Why do you think, that

/myapp/%252e%252e/otherapp/danger

is equivalent to

/myapp/../otherapp/danger ?

Because it is on the Tomcat side and it ends up
as /otherapp/danger.

No it is not. If you send

/myapp/%252e%252e/otherapp/danger

to Tomcat, it will map the URL into the /myapp context (which is correct).

Now, your suggestion would send an faulty uri for
something that shouldn't be passed by the mod_jk at
the first place, because *we know* how the uri will
be decoded on Tomcat.

Unless we change the AJP connector, there are only three possibilities:

- either we iterate over URL decoding unless no more '%' signs are in it
- or we deny all URLs with '%25' in them
- or we reencode the URL

As I understand you, the first two are more what you are about. But this will not allow any requests to be processed, which have a percent character as part of their ressource description. But those URLs are valid!

Once again: I think that reencoding and afterwards decoding by Tomcat is the identity operation.
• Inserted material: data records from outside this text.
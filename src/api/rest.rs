use crate::config::ApiConfig;
use crate::db::DatabaseService;
use crate::db::models::alert_models::{Alert, AlertQuery};
use crate::db::models::geofence_models::{GeofenceEvent, PositionFix};
use crate::db::models::panic_models::{PanicAlert, PanicTrigger};
use crate::db::models::scan_models::{PatrolScanEvent, ScanRequest};
use crate::db::models::shift_models::Shift;
use crate::engine::{DueStatus, ShiftCompliance, TrackingStatus};
use crate::error::Error;
use crate::security::{Actor, SecurityService};
use crate::services::PatrolServices;
use anyhow::Result;
use axum::{
    async_trait,
    extract::{FromRequestParts, Path, Query, State},
    http::{header::AUTHORIZATION, request::Parts, StatusCode},
    response::{IntoResponse, Response},
    routing::{get, post},
    Json, Router,
};
use log::{error, info};
use serde::Serialize;
use std::net::SocketAddr;
use std::sync::Arc;
use tokio_util::sync::CancellationToken;
use tower_http::cors::{Any, CorsLayer};
use uuid::Uuid;

// Shared application state
#[derive(Clone)]
pub struct AppState {
    pub database: Arc<DatabaseService>,
    pub services: Arc<PatrolServices>,
    pub security: Arc<SecurityService>,
}

pub type ApiResult<T> = std::result::Result<T, ApiError>;

#[derive(Debug, Serialize)]
pub struct ApiError {
    pub message: String,
    pub status: u16,
}

impl From<Error> for ApiError {
    fn from(err: Error) -> Self {
        let status = match err {
            Error::Validation(_) => StatusCode::BAD_REQUEST,
            Error::Authentication(_) => StatusCode::UNAUTHORIZED,
            Error::Authorization(_) => StatusCode::FORBIDDEN,
            Error::NotFound(_) => StatusCode::NOT_FOUND,
            Error::Conflict(_) | Error::InvalidTransition(_) => StatusCode::CONFLICT,
            Error::NotificationDelivery(_) => StatusCode::BAD_GATEWAY,
            Error::Database(_) | Error::Broker(_) => StatusCode::SERVICE_UNAVAILABLE,
            Error::Config(_) | Error::Serialization(_) => {
                StatusCode::INTERNAL_SERVER_ERROR
            }
        };

        ApiError {
            message: err.to_string(),
            status: status.as_u16(),
        }
    }
}

impl From<anyhow::Error> for ApiError {
    fn from(err: anyhow::Error) -> Self {
        if let Some(err) = err.downcast_ref::<Error>() {
            return (*err).clone().into();
        }

        error!("Unhandled error: {:#}", err);
        ApiError {
            message: err.to_string(),
            status: StatusCode::INTERNAL_SERVER_ERROR.as_u16(),
        }
    }
}

/// Implement IntoResponse for ApiError
impl IntoResponse for ApiError {
    fn into_response(self) -> Response {
        let status = StatusCode::from_u16(self.status).unwrap_or(StatusCode::INTERNAL_SERVER_ERROR);
        let body = Json(self);
        (status, body).into_response()
    }
}

/// Bearer token authentication for every handler taking an [`Actor`]
#[async_trait]
impl FromRequestParts<AppState> for Actor {
    type Rejection = ApiError;

    async fn from_request_parts(parts: &mut Parts, state: &AppState) -> ApiResult<Self> {
        let token = parts
            .headers
            .get(AUTHORIZATION)
            .and_then(|value| value.to_str().ok())
            .and_then(|value| value.strip_prefix("Bearer "))
            .map(str::trim)
            .filter(|token| !token.is_empty())
            .ok_or_else(|| Error::Authentication("Missing bearer token".to_string()))?;

        Ok(state.security.authenticate(token)?)
    }
}

pub struct RestApi {
    config: ApiConfig,
    state: AppState,
}

impl RestApi {
    pub fn new(config: &ApiConfig, state: AppState) -> Self {
        Self {
            config: config.clone(),
            state,
        }
    }

    /// Build the API router with routes
    pub fn router(&self) -> Router {
        use std::time::Duration;
        let cors = CorsLayer::new()
            .allow_origin(Any)
            .allow_methods(Any)
            .allow_headers(Any)
            .allow_credentials(false)
            .max_age(Duration::from_secs(3600));

        Router::new()
            .route("/api/health", get(health))
            // Patrol intake
            .route("/api/scans", post(record_scan))
            .route("/api/positions", post(record_position))
            .route("/api/guards/:id/next-checkpoint", get(next_checkpoint))
            .route("/api/guards/:id/tracking", get(tracking))
            .route("/api/shifts/:id/start", post(start_shift))
            .route("/api/shifts/:id/end", post(end_shift))
            // Supervision
            .route("/api/compliance", get(compliance))
            .route("/api/alerts", get(list_alerts))
            .route("/api/alerts/:id/acknowledge", post(acknowledge_alert))
            // Panic
            .route("/api/panic", post(trigger_panic))
            .route("/api/panic/active", get(open_panics))
            .route("/api/panic/:id/acknowledge", post(acknowledge_panic))
            .route("/api/panic/:id/resolve", post(resolve_panic))
            .route("/api/ws/panic", get(super::websocket::panic_feed))
            .with_state(self.state.clone())
            .layer(cors)
    }

    /// Serve until `shutdown` is cancelled
    pub async fn run(&self, shutdown: CancellationToken) -> Result<()> {
        let addr = self.config.address.clone() + ":" + &self.config.port.to_string();
        let addr: SocketAddr = addr.parse()?;

        info!("API server listening on {}", addr);

        axum::Server::bind(&addr)
            .serve(self.router().into_make_service())
            .with_graceful_shutdown(async move { shutdown.cancelled().await })
            .await?;

        info!("API server stopped");
        Ok(())
    }
}

#[derive(Serialize)]
struct Health {
    status: &'static str,
    database: bool,
}

async fn health(State(state): State<AppState>) -> Json<Health> {
    let database = state.database.health_check().await;
    Json(Health {
        status: if database { "ok" } else { "degraded" },
        database,
    })
}

async fn record_scan(
    State(state): State<AppState>,
    actor: Actor,
    Json(request): Json<ScanRequest>,
) -> ApiResult<(StatusCode, Json<PatrolScanEvent>)> {
    let scan = state.services.scans.record_scan(&request, &actor).await?;
    Ok((StatusCode::CREATED, Json(scan)))
}

async fn record_position(
    State(state): State<AppState>,
    actor: Actor,
    Json(fix): Json<PositionFix>,
) -> ApiResult<Json<Option<GeofenceEvent>>> {
    let event = state.services.geofence.record_position(&fix, &actor).await?;
    Ok(Json(event))
}

async fn next_checkpoint(
    State(state): State<AppState>,
    actor: Actor,
    Path(id): Path<Uuid>,
) -> ApiResult<Json<Option<DueStatus>>> {
    let status = state.services.due_time.next_checkpoint(id, &actor).await?;
    Ok(Json(status))
}

async fn tracking(
    State(state): State<AppState>,
    actor: Actor,
    Path(id): Path<Uuid>,
) -> ApiResult<Json<TrackingStatus>> {
    let status = state.services.geofence.tracking(id, &actor).await?;
    Ok(Json(status))
}

async fn start_shift(
    State(state): State<AppState>,
    actor: Actor,
    Path(id): Path<Uuid>,
) -> ApiResult<Json<Shift>> {
    Ok(Json(state.services.shifts.start(id, &actor).await?))
}

async fn end_shift(
    State(state): State<AppState>,
    actor: Actor,
    Path(id): Path<Uuid>,
) -> ApiResult<Json<Shift>> {
    Ok(Json(state.services.shifts.end(id, &actor).await?))
}

async fn compliance(
    State(state): State<AppState>,
    actor: Actor,
) -> ApiResult<Json<Vec<ShiftCompliance>>> {
    Ok(Json(state.services.compliance.snapshot(&actor).await?))
}

async fn list_alerts(
    State(state): State<AppState>,
    actor: Actor,
    Query(query): Query<AlertQuery>,
) -> ApiResult<Json<Vec<Alert>>> {
    Ok(Json(state.services.alerts.list(&query, &actor).await?))
}

async fn acknowledge_alert(
    State(state): State<AppState>,
    actor: Actor,
    Path(id): Path<Uuid>,
) -> ApiResult<Json<Alert>> {
    Ok(Json(state.services.alerts.acknowledge(id, &actor).await?))
}

async fn trigger_panic(
    State(state): State<AppState>,
    actor: Actor,
    Json(trigger): Json<PanicTrigger>,
) -> ApiResult<(StatusCode, Json<PanicAlert>)> {
    let panic = state.services.panic.trigger(&trigger, &actor).await?;
    Ok((StatusCode::CREATED, Json(panic)))
}

async fn open_panics(
    State(state): State<AppState>,
    actor: Actor,
) -> ApiResult<Json<Vec<PanicAlert>>> {
    Ok(Json(state.services.panic.open(&actor).await?))
}

async fn acknowledge_panic(
    State(state): State<AppState>,
    actor: Actor,
    Path(id): Path<Uuid>,
) -> ApiResult<Json<PanicAlert>> {
    Ok(Json(state.services.panic.acknowledge(id, &actor).await?))
}

async fn resolve_panic(
    State(state): State<AppState>,
    actor: Actor,
    Path(id): Path<Uuid>,
) -> ApiResult<Json<PanicAlert>> {
    Ok(Json(state.services.panic.resolve(id, &actor).await?))
}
So we are in the very god situation, that all mod_jk/httpd logic has been done against the same URL, that will be used by Tomcat.

I tried to provide some evidence, why a *decoded* URL of the form

/myapp/%2e%2e/otherapp/danger

is valid, is unequal to /otherapp/danger and belongs to the /myapp context. Also I showed, why double decoding usually is assumed to be bad practise. Assume there s some content scanning in front of Apache and we double decode, then the same problem will be between the component in front and us. We will end up by simply denying everything with '%25' in it and I find that much more inadequate then reencoding the URL.

Why do you think it is a "faulty uri" and we shouldn't pass it along? Simply reencode and erything is fine.